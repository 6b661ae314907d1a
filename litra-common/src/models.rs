//! Domain models shared between the session controller and the backend client
//!
//! Field names follow the backend's JSON contract: paragraph and glossary
//! records are snake_case, translation request/response bodies are camelCase
//! (snake_case aliases are accepted on input).

use serde::{Deserialize, Deserializer, Serialize};
use uuid::Uuid;

fn generate_id() -> String {
    Uuid::new_v4().to_string()
}

/// Backend identifier of a book
pub type BookId = String;

/// Backend identifier of a chapter
pub type ChapterId = String;

/// Backend identifier of a paragraph
pub type ParagraphId = String;

/// Persisted paragraph status
///
/// The richer session-local status (translating, review, error) lives in the
/// session crate; this is only what the backend stores.
#[derive(Debug, Clone, Copy, PartialEq, Eq, Hash, Serialize, Deserialize, Default)]
#[serde(rename_all = "lowercase")]
pub enum ParagraphStatus {
    #[default]
    Pending,
    Translated,
    Approved,
}

impl ParagraphStatus {
    pub fn as_str(&self) -> &'static str {
        match self {
            ParagraphStatus::Pending => "pending",
            ParagraphStatus::Translated => "translated",
            ParagraphStatus::Approved => "approved",
        }
    }
}

/// Paragraph record as stored by the backend
#[derive(Debug, Clone, PartialEq, Serialize, Deserialize)]
pub struct Paragraph {
    pub id: ParagraphId,
    pub chapter_id: ChapterId,
    /// 1-based position inside the chapter
    #[serde(rename = "order")]
    pub index: u32,
    pub original_text: String,
    #[serde(default)]
    pub translated_text: Option<String>,
    #[serde(default)]
    pub status: ParagraphStatus,
}

impl Paragraph {
    /// True when a non-blank translation is attached
    pub fn has_translation(&self) -> bool {
        self.translated_text
            .as_deref()
            .map(|t| !t.trim().is_empty())
            .unwrap_or(false)
    }
}

/// Partial paragraph update (PATCH body)
///
/// `translated_text: Some(None)` clears the stored translation; `None` leaves
/// it untouched.
#[derive(Debug, Clone, Default, PartialEq, Serialize, Deserialize)]
pub struct ParagraphUpdate {
    #[serde(skip_serializing_if = "Option::is_none")]
    pub original_text: Option<String>,
    #[serde(
        default,
        deserialize_with = "present_or_null",
        skip_serializing_if = "Option::is_none"
    )]
    pub translated_text: Option<Option<String>>,
    #[serde(skip_serializing_if = "Option::is_none")]
    pub status: Option<ParagraphStatus>,
    #[serde(rename = "order", skip_serializing_if = "Option::is_none")]
    pub index: Option<u32>,
}

/// A field that is present, even as `null`, is `Some`; absent stays `None`
fn present_or_null<'de, D>(deserializer: D) -> Result<Option<Option<String>>, D::Error>
where
    D: Deserializer<'de>,
{
    Option::<String>::deserialize(deserializer).map(Some)
}

impl ParagraphUpdate {
    /// Update that stores an approved translation
    pub fn approved(translation: impl Into<String>) -> Self {
        Self {
            translated_text: Some(Some(translation.into())),
            status: Some(ParagraphStatus::Approved),
            ..Default::default()
        }
    }

    /// Update that stores a translation still awaiting review
    pub fn translated(translation: impl Into<String>) -> Self {
        Self {
            translated_text: Some(Some(translation.into())),
            status: Some(ParagraphStatus::Translated),
            ..Default::default()
        }
    }

    /// Update for edited source text that drops any stale translation
    pub fn source_reset(original_text: impl Into<String>) -> Self {
        Self {
            original_text: Some(original_text.into()),
            translated_text: Some(None),
            status: Some(ParagraphStatus::Pending),
            index: None,
        }
    }

    /// Update for edited source text on a paragraph with no translation
    pub fn source_only(original_text: impl Into<String>) -> Self {
        Self {
            original_text: Some(original_text.into()),
            ..Default::default()
        }
    }
}

/// New paragraph (POST body)
#[derive(Debug, Clone, PartialEq, Serialize, Deserialize)]
pub struct NewParagraph {
    pub original_text: String,
    #[serde(rename = "order")]
    pub index: u32,
}

/// Glossary term, global when `book_id` is `None`
#[derive(Debug, Clone, PartialEq, Serialize, Deserialize)]
pub struct GlossaryTerm {
    pub id: String,
    #[serde(default)]
    pub book_id: Option<BookId>,
    pub source_term: String,
    pub target_term: String,
    #[serde(default)]
    pub context: Option<String>,
    #[serde(default)]
    pub category: Option<String>,
    #[serde(default)]
    pub case_sensitive: bool,
    #[serde(default)]
    pub whole_word: bool,
}

/// Glossary term creation/update body
#[derive(Debug, Clone, PartialEq, Serialize, Deserialize)]
pub struct NewGlossaryTerm {
    pub source_term: String,
    pub target_term: String,
    #[serde(default)]
    pub context: Option<String>,
    #[serde(default)]
    pub category: Option<String>,
    #[serde(default)]
    pub case_sensitive: bool,
    #[serde(default)]
    pub whole_word: bool,
}

/// AI-proposed glossary term waiting for approval
#[derive(Debug, Clone, PartialEq, Serialize, Deserialize)]
#[serde(rename_all = "camelCase")]
pub struct GlossarySuggestion {
    /// Inbox id; generated locally for suggestions pushed over the channel
    #[serde(default = "generate_id")]
    pub id: String,
    pub term: String,
    #[serde(alias = "suggested_translation")]
    pub suggested_translation: String,
    #[serde(default)]
    pub context: Option<String>,
    #[serde(default, alias = "paragraph_id")]
    pub paragraph_id: Option<ParagraphId>,
}

impl GlossarySuggestion {
    /// Glossary term body created when the suggestion is approved
    pub fn to_new_term(&self) -> NewGlossaryTerm {
        NewGlossaryTerm {
            source_term: self.term.clone(),
            target_term: self.suggested_translation.clone(),
            context: self.context.clone(),
            category: None,
            case_sensitive: false,
            whole_word: true,
        }
    }
}

/// Glossary entry as sent to the translation operation
#[derive(Debug, Clone, PartialEq, Serialize, Deserialize)]
pub struct GlossaryEntry {
    pub source: String,
    pub target: String,
    #[serde(skip_serializing_if = "Option::is_none")]
    pub context: Option<String>,
}

impl From<&GlossaryTerm> for GlossaryEntry {
    fn from(term: &GlossaryTerm) -> Self {
        Self {
            source: term.source_term.clone(),
            target: term.target_term.clone(),
            context: term.context.clone(),
        }
    }
}

/// Request body for the translation operation
#[derive(Debug, Clone, PartialEq, Serialize, Deserialize)]
#[serde(rename_all = "camelCase")]
pub struct TranslationRequest {
    pub book_id: BookId,
    pub chapter_id: ChapterId,
    pub paragraph_id: ParagraphId,
    pub source_language: String,
    pub target_language: String,
    pub original_text: String,
    #[serde(skip_serializing_if = "Option::is_none")]
    pub feedback: Option<String>,
    /// Serialized JSON list of [`GlossaryEntry`]
    #[serde(skip_serializing_if = "Option::is_none")]
    pub glossary: Option<String>,
    #[serde(skip_serializing_if = "Option::is_none")]
    pub thread_id: Option<String>,
}

/// Result of the translation operation
///
/// Agent payloads are kept as raw JSON; the review normalizer makes sense of
/// them.
#[derive(Debug, Clone, Default, PartialEq, Serialize, Deserialize)]
#[serde(rename_all = "camelCase")]
pub struct TranslationResponse {
    #[serde(default, alias = "translated_text")]
    pub translated_text: Option<String>,
    #[serde(default, alias = "thread_id")]
    pub thread_id: Option<String>,
    #[serde(default, alias = "review_package")]
    pub review_package: Option<serde_json::Value>,
    #[serde(default, alias = "agent_outputs")]
    pub agent_outputs: Option<serde_json::Value>,
    #[serde(default, alias = "enforcement_report")]
    pub enforcement_report: Option<serde_json::Value>,
}

impl TranslationResponse {
    /// Translated text, if present and non-blank
    pub fn text(&self) -> Option<&str> {
        self.translated_text
            .as_deref()
            .map(str::trim)
            .filter(|t| !t.is_empty())
    }
}

/// Serialize glossary terms into the list format the translator expects
pub fn serialize_glossary(terms: &[GlossaryTerm]) -> crate::Result<Option<String>> {
    if terms.is_empty() {
        return Ok(None);
    }
    let entries: Vec<GlossaryEntry> = terms.iter().map(GlossaryEntry::from).collect();
    Ok(Some(serde_json::to_string(&entries)?))
}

---+---

What needs to be done: Each line of the records that contains the string "ParagraphId" must be copied.

Response for this exercise:
pub type ParagraphId = String;
    pub id: ParagraphId,
    pub paragraph_id: Option<ParagraphId>,
    pub paragraph_id: ParagraphId,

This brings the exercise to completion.